BiFeO3 (BFO) has attracted intensive attention in the past decades due to its well-known room temperature multiferroicity, in addition to excellent ferroelectric, magnetoelectric, photovoltaic, and electromechanical properties, offering a series of promising applications in high density memory, photovoltaic, electromechanical, and spintronic devices1,2,3,4,5. With the current trends of high integration and miniature in semiconductor industry, nanoscale multiferroic/magnetoelectric materials (e.g.

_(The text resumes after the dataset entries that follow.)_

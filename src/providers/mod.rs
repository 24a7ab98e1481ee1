//! Trait seams to the host application.
//!
//! Everything the engine cannot decide on its own (wall-clock time,
//! identifier generation, the issuer identity, registered scopes, resources
//! and clients, user claims, session termination) comes in through the
//! traits in this module. Each seam ships with an in-memory implementation
//! suitable for embedding and for tests.

pub mod claims;
pub mod clients;
pub mod clock;
pub mod identifiers;
pub mod issuer;
pub mod resources;
pub mod scopes;
pub mod sessions;

pub use claims::{SessionClaimsProvider, UserClaimsProvider};
pub use clients::{ClientInfoProvider, InMemoryClientRegistry};
pub use clock::{Clock, ManualClock, SystemClock};
pub use identifiers::{IdGenerator, UuidIdGenerator};
pub use issuer::{IssuerProvider, StaticIssuer};
pub use resources::{InMemoryResourceManager, ResourceDefinition, ResourceManager};
pub use scopes::{InMemoryScopeManager, ScopeDefinition, ScopeManager};
pub use sessions::{AuthSessionService, NoopSessionService};
use std::collections::HashMap;

use serde::{Deserialize, Serialize};

use super::scopes::ScopeDefinition;

/// A protected resource (RFC 8707 resource indicator) and the scopes it
/// defines.
#[derive(Debug, Clone, PartialEq, Eq, Serialize, Deserialize)]
pub struct ResourceDefinition {
    /// The resource identifier URI.
    pub resource: String,

    #[serde(default, skip_serializing_if = "Vec::is_empty")]
    pub scopes: Vec<ScopeDefinition>,
}

impl ResourceDefinition {
    pub fn new(resource: impl Into<String>) -> Self {
        Self {
            resource: resource.into(),
            scopes: Vec::new(),
        }
    }

    pub fn with_scopes(resource: impl Into<String>, scopes: &[&str]) -> Self {
        Self {
            resource: resource.into(),
            scopes: scopes.iter().map(|s| ScopeDefinition::new(*s)).collect(),
        }
    }

    pub fn has_scope(&self, scope: &str) -> Option<ScopeDefinition> {
        self.scopes.iter().find(|s| s.scope == scope).cloned()
    }
}

/// Registry of the resources requests may target.
pub trait ResourceManager: Send + Sync {
    fn try_get(&self, resource: &str) -> Option<ResourceDefinition>;
}

/// In-memory resource registry.
#[derive(Debug, Clone, Default)]
pub struct InMemoryResourceManager {
    resources: HashMap<String, ResourceDefinition>,
}

impl InMemoryResourceManager {
    pub fn new() -> Self {
        Self::default()
    }

    pub fn add(&mut self, definition: ResourceDefinition) {
        self.resources
            .insert(definition.resource.clone(), definition);
    }
}

impl ResourceManager for InMemoryResourceManager {
    fn try_get(&self, resource: &str) -> Option<ResourceDefinition> {
        self.resources.get(resource).cloned()
    }
}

BFO) as cutting-edge nano-electronic research field have been receiving more and more attention.

It was reported that BFO nanodots exhibit various unique properties inaccessible otherwise6,7,8,9,10. For instance, BFO nanoparticles show strong size-dependent magnetic and photocatalytic properties due to the size confinement7,8. In free-standing tetragonal-like BFO nano-islands, an unexpected shape memory behavior in association with a martensitic-like phase transformation was observed, owing to the release of substrate clamping11. Isolated nanocapacitor structures can also greatly enhance the stability of the ferroelastic domain switching in BFO, enabling the electric control of antiferromagnetism12. However, for large scale integration devices, high density capacitor array is very essential, nevertheless up to now there have been yet very few reports addressing both their fabrication process and nanoelectronic properties13. On the other hand, the electrical properties of nanocapacitor also critically depend on their electrodes, which not only affect the uniformity of electric field distribution inside the capacitors, but also change their piezoelectric and transportation behaviors via interfacial barrier modulation14,15. For instance, we have demonstrated in a previous work that a unique complex domain structure along with an enhanced resistive switching behavior, can be introduced by self-assembled Bi2O3 nanoisland top electrodes in ultrathin BFO film-based nanocapacitors15.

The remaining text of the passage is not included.